Excel to JSON Schema with Primary Key Indicator

 import pandas as pd

import json

from collections import defaultdict


def excel_to_json_schema_with_primary_key(excel_path, output_schema_path="Output_Schema.json"):

    df = pd.read_excel(excel_path)


    # Fill NaNs

    df = df.fillna("")


    # Normalize keys

    def normalize(s):

        return s.strip() if isinstance(s, str) else s


    df.columns = [normalize(col) for col in df.columns]


    root = {

        "type": "object",

        "properties": {},

        "required": []

    }


    nested_objects = defaultdict(dict)


    for _, row in df.iterrows():

        column_name = row.get("Column Name", "").strip()

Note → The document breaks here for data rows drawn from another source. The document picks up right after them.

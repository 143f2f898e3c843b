//! Conversation context: transcript, attached dataset, current code block and
//! last execution output for one chat. Handlers receive it explicitly.

use std::{
    fs,
    path::{Path, PathBuf},
    time::{SystemTime, UNIX_EPOCH},
};

use anyhow::{anyhow, bail, Context, Result};

use crate::{
    config::Config,
    dataset::{compose_prompt, DataTable},
    extract::{extract_code_block, has_fence, CodeBlock, SOURCE_LANGUAGE},
    llm::{ChatMessage, ChatOptions, LlmClient, Role},
    sandbox::{Attachment, ExecutionRequest, ExecutionResult, Sandbox},
    transcript::Transcript,
};

#[derive(Debug, Clone)]
pub struct SessionSettings {
    /// Show only the typed text in the chat view, not the appended table dump.
    pub hide_data_dump: bool,
    pub chart_dir: PathBuf,
}

impl SessionSettings {
    pub fn from_config(cfg: &Config) -> Self {
        Self {
            hide_data_dump: cfg.get_bool("HIDE_DATA_DUMP"),
            chart_dir: cfg.chart_output_path(),
        }
    }
}

#[derive(Debug, Clone, PartialEq, Eq)]
pub struct TurnOutcome {
    pub reply: String,
    /// Set when the reply carried a fence; the block became the current code.
    pub code: Option<CodeBlock>,
}

#[derive(Debug, Clone, PartialEq, Eq)]
pub struct RunOutcome {
    pub result: ExecutionResult,
    pub chart_path: Option<PathBuf>,
}

#[derive(Debug)]
pub struct Session {
    client: LlmClient,
    sandbox: Option<Sandbox>,
    options: ChatOptions,
    settings: SessionSettings,
    transcript: Transcript,
    dataset: Option<DataTable>,
    current_code: Option<CodeBlock>,
    last_run: Option<RunOutcome>,
    charts_written: usize,
}

impl Session {
    pub fn new(
        client: LlmClient,
        sandbox: Option<Sandbox>,
        options: ChatOptions,
        settings: SessionSettings,
    ) -> Self {
        let transcript = Transcript::with_system(options.system_prompt.clone());
        Self {
            client,
            sandbox,
            options,
            settings,
            transcript,
            dataset: None,
            current_code: None,
            last_run: None,
            charts_written: 0,
        }
    }

    pub fn client(&self) -> &LlmClient {
        &self.client
    }

    pub fn options(&self) -> &ChatOptions {
        &self.options
    }

    pub fn sandbox(&self) -> Result<&Sandbox> {
        self.sandbox
            .as_ref()
            .ok_or_else(|| anyhow!("code execution unavailable: no Python interpreter configured (set PYTHON_PATH)"))
    }

    pub fn transcript(&self) -> &Transcript {
        &self.transcript
    }

    pub fn dataset(&self) -> Option<&DataTable> {
        self.dataset.as_ref()
    }

    pub fn current_code(&self) -> Option<&CodeBlock> {
        self.current_code.as_ref()
    }

    pub fn last_run(&self) -> Option<&RunOutcome> {
        self.last_run.as_ref()
    }

    pub fn attach_dataset(&mut self, path: &Path) -> Result<&DataTable> {
        let table = DataTable::from_csv_path(path)?;
        Ok(self.dataset.insert(table))
    }

    pub fn detach_dataset(&mut self) -> Option<DataTable> {
        self.dataset.take()
    }

    /// Append the user message and return the messages to send.
    pub fn begin_turn(&mut self, input: &str) -> Vec<ChatMessage> {
        self.transcript.ensure_system(&self.options.system_prompt);
        let text = compose_prompt(input, self.dataset.as_ref());
        let mut message = ChatMessage::new(Role::User, text);
        if self.settings.hide_data_dump && self.dataset.is_some() {
            message = message.with_display(input);
        }
        self.transcript.push(message);
        self.transcript.messages().to_vec()
    }

    /// Record the reply. A reply without a fence leaves the current code alone.
    pub fn finish_turn(&mut self, reply: String) -> TurnOutcome {
        self.transcript.push(ChatMessage::new(Role::Assistant, reply.clone()));
        let code = has_fence(&reply).then(|| extract_code_block(&reply, SOURCE_LANGUAGE));
        if let Some(block) = &code {
            tracing::debug!(chars = block.as_str().len(), "code block extracted");
            self.current_code = Some(block.clone());
        }
        TurnOutcome { reply, code }
    }

    pub async fn submit(&mut self, input: &str) -> Result<TurnOutcome> {
        let messages = self.begin_turn(input);
        let reply = self
            .client
            .complete(&messages, &self.options)
            .await
            .context("completion request failed")?;
        Ok(self.finish_turn(reply))
    }

    pub fn prepare_run(&self) -> Result<ExecutionRequest> {
        let Some(code) = &self.current_code else {
            bail!("no code block to run yet");
        };
        let dataset = self.dataset.as_ref().and_then(|t| {
            t.source.as_ref().map(|source| Attachment {
                source: source.clone(),
                file_name: t.name.clone(),
            })
        });
        Ok(ExecutionRequest { code: code.as_str().to_string(), dataset })
    }

    /// Store the result; a captured chart is written to disk and shown in the chat.
    pub fn record_execution(&mut self, result: ExecutionResult) -> Result<&RunOutcome> {
        let chart_path = match &result.rendered_image {
            Some(png) => {
                let path = self.write_chart(png)?;
                self.transcript.push(
                    ChatMessage::image(Role::Assistant, png.clone())
                        .with_display(format!("[chart saved to {}]", path.display())),
                );
                Some(path)
            }
            None => None,
        };
        Ok(self.last_run.insert(RunOutcome { result, chart_path }))
    }

    pub async fn run_code(&mut self) -> Result<&RunOutcome> {
        let request = self.prepare_run()?;
        let result = self.sandbox()?.execute(&request).await?;
        self.record_execution(result)
    }

    /// Start the conversation over; the dataset stays attached.
    pub fn reset(&mut self) {
        self.transcript.clear();
        self.current_code = None;
        self.last_run = None;
    }

    fn write_chart(&mut self, png: &[u8]) -> Result<PathBuf> {
        let dir = &self.settings.chart_dir;
        fs::create_dir_all(dir).with_context(|| format!("creating {}", dir.display()))?;
        self.charts_written += 1;
        let stamp = SystemTime::now()
            .duration_since(UNIX_EPOCH)
            .map(|d| d.as_secs())
            .unwrap_or(0);
        let path = dir.join(format!("chart-{}-{}.png", stamp, self.charts_written));
        fs::write(&path, png).with_context(|| format!("writing {}", path.display()))?;
        tracing::info!(path = %path.display(), "chart saved");
        Ok(path)
    }
}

        if not column_name:

            continue


        parts = column_name.split(".")

        group = row.get("Group", "").strip()

        current = root

        props = current["properties"]


        # Traverse/create nested groups

        for i, part in enumerate(parts):

            if i == len(parts) - 1:

                # Final leaf

                schema_prop = {

                    "type": row.get("Type", "").strip().lower()

                }


                if row.get("Title"):

                    schema_prop["title"] = row["Title"]


                if row.get("Description"):

                    schema_prop["description"] = row["Description"]


                if row.get("MaxLength") and schema_prop["type"] == "string":

                    schema_prop["maxLength"] = int(row["MaxLength"])


                if row.get("Enum"):

                    schema_prop["enum"] = [e.strip() for e in str(row["Enum"]).split(",")]


                if str(row.get("Primary Key", "")).strip().lower() == "yes":

                    schema_prop["primaryKey"] = True


                # Add required field

                if str(row.get("Required", "")).strip().lower() == "yes":

                    if "required" not in current:

                        current["required"] = []

                    current["required"].append(part)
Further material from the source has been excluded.